Exercise data Block Start

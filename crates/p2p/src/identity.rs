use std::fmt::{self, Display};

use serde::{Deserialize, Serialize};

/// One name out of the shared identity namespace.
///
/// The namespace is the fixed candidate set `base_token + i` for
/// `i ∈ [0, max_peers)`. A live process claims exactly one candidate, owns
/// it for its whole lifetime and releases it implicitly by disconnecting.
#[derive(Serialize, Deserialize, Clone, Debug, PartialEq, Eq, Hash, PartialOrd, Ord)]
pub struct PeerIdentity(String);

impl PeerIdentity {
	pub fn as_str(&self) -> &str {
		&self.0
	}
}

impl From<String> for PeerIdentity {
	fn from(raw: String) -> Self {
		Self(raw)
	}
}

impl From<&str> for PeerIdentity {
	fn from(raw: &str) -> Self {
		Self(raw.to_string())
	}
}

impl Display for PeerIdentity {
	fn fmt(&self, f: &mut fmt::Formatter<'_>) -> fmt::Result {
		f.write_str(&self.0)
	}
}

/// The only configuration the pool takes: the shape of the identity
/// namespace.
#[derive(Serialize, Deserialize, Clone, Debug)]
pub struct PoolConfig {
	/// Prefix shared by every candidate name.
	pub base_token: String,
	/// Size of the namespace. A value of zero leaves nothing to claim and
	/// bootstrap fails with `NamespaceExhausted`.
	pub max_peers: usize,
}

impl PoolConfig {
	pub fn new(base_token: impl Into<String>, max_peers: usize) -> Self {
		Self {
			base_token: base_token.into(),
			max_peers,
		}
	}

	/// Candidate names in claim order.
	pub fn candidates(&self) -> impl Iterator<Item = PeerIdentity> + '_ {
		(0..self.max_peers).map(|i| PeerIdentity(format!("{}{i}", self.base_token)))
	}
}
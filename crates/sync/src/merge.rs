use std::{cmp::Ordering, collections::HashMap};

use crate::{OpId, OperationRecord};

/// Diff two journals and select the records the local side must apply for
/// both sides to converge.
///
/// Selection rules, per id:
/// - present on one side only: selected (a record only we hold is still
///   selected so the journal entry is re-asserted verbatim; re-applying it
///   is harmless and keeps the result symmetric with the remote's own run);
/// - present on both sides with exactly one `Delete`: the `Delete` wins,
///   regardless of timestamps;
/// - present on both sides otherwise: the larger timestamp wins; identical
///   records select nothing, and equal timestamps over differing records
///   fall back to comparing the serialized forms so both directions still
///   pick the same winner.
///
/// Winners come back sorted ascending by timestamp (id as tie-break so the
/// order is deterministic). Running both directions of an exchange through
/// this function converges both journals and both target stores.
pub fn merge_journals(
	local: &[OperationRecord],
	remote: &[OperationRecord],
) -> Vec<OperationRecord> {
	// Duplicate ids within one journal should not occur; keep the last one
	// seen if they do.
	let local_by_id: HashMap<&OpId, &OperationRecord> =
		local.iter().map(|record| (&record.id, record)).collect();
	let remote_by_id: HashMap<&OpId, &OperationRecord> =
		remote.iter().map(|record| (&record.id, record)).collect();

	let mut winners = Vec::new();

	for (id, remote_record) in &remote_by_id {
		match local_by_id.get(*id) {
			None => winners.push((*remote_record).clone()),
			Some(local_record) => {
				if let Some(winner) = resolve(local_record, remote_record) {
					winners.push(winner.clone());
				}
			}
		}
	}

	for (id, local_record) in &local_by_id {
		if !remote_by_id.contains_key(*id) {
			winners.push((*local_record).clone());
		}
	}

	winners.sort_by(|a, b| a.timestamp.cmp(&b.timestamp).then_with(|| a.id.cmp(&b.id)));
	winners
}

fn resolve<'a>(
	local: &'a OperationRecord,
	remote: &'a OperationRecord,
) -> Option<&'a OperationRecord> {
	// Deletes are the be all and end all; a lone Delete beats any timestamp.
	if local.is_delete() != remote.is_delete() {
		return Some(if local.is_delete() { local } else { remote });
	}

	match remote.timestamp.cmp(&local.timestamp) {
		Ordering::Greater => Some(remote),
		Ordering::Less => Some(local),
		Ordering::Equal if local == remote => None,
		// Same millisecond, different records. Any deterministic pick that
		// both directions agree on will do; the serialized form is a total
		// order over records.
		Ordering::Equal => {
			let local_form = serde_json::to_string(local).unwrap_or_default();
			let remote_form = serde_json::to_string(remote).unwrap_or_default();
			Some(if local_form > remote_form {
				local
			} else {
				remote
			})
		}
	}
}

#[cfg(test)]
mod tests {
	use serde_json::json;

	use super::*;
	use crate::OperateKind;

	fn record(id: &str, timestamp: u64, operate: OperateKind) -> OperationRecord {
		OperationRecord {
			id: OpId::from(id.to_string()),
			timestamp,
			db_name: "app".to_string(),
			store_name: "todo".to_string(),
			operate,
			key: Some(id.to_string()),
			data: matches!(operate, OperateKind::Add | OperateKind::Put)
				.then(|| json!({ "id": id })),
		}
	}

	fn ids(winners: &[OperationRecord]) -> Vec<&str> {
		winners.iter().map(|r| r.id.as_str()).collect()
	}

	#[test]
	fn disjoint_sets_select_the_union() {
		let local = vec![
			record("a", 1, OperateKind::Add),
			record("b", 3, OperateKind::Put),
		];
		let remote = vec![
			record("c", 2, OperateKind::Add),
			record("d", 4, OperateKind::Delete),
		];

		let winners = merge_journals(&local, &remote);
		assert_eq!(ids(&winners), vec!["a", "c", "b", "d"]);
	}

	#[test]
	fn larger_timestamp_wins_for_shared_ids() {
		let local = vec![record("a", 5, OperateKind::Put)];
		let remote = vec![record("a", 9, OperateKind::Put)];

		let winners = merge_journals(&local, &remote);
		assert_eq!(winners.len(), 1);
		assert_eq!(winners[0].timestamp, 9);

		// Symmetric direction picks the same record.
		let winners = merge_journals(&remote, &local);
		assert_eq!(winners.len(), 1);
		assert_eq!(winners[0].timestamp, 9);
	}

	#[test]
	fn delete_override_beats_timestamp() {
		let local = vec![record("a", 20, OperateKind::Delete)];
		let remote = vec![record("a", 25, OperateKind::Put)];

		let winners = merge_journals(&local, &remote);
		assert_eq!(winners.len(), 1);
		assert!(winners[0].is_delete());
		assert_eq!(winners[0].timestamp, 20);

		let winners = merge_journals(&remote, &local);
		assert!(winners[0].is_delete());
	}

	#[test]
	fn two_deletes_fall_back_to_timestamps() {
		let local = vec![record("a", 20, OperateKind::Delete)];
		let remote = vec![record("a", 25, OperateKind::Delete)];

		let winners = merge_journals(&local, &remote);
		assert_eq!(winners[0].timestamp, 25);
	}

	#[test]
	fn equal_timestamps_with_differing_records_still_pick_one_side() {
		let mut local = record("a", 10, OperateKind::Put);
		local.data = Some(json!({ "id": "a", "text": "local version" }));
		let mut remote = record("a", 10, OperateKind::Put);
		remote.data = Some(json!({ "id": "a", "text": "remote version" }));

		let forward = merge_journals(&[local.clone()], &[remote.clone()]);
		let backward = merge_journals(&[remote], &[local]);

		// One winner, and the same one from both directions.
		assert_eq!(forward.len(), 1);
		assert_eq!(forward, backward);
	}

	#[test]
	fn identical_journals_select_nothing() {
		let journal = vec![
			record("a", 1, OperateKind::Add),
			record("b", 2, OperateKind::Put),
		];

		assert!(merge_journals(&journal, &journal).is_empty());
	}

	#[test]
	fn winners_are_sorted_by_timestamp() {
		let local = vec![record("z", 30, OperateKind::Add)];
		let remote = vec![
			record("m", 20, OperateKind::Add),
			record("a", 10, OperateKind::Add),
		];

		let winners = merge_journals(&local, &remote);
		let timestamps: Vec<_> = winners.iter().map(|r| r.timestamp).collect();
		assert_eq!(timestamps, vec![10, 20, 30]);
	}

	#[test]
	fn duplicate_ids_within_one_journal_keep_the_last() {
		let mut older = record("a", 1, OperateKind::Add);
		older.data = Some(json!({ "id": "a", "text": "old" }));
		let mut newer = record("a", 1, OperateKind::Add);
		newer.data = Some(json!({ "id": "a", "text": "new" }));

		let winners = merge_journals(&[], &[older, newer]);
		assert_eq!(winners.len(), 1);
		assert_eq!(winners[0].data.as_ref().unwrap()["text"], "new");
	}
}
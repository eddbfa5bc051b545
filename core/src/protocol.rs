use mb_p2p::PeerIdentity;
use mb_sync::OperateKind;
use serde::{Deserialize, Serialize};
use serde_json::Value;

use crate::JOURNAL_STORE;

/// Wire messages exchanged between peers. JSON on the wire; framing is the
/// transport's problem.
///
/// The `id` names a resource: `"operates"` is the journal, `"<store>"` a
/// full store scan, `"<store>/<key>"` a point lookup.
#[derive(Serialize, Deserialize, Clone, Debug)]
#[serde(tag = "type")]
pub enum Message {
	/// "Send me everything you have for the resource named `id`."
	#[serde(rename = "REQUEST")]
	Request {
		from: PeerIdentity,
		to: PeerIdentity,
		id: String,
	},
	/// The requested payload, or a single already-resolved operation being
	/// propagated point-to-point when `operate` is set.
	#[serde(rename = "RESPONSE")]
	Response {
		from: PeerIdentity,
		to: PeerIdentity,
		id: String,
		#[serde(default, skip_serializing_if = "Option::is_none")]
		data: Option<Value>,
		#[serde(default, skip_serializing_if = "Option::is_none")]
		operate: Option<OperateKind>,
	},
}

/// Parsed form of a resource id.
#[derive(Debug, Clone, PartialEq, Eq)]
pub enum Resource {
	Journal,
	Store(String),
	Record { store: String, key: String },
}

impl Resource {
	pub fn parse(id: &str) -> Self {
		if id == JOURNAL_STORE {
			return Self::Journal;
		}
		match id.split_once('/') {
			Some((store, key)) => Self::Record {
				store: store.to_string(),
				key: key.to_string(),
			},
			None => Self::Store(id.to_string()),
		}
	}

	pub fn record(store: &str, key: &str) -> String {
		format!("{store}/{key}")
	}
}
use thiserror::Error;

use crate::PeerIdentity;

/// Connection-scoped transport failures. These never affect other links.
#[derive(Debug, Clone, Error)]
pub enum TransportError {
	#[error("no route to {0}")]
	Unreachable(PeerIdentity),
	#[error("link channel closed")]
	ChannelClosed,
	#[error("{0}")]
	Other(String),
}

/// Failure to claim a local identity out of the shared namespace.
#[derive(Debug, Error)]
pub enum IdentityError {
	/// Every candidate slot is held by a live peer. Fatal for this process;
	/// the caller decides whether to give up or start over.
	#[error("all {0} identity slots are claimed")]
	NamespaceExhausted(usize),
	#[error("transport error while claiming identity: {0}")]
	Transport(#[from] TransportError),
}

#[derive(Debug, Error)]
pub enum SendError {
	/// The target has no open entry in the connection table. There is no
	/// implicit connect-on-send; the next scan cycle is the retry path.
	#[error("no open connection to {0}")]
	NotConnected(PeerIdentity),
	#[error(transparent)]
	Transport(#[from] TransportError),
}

Exercise data Block End

- **Exercise objective**: From the data above, reproduce word for word the lines running from the line with "an exchange through" to the line with "if they do.", ends included.

- **Exercise output**:
/// order is deterministic). Running both directions of an exchange through
/// this function converges both journals and both target stores.
pub fn merge_journals(
	local: &[OperationRecord],
	remote: &[OperationRecord],
) -> Vec<OperationRecord> {
	// Duplicate ids within one journal should not occur; keep the last one
	// seen if they do.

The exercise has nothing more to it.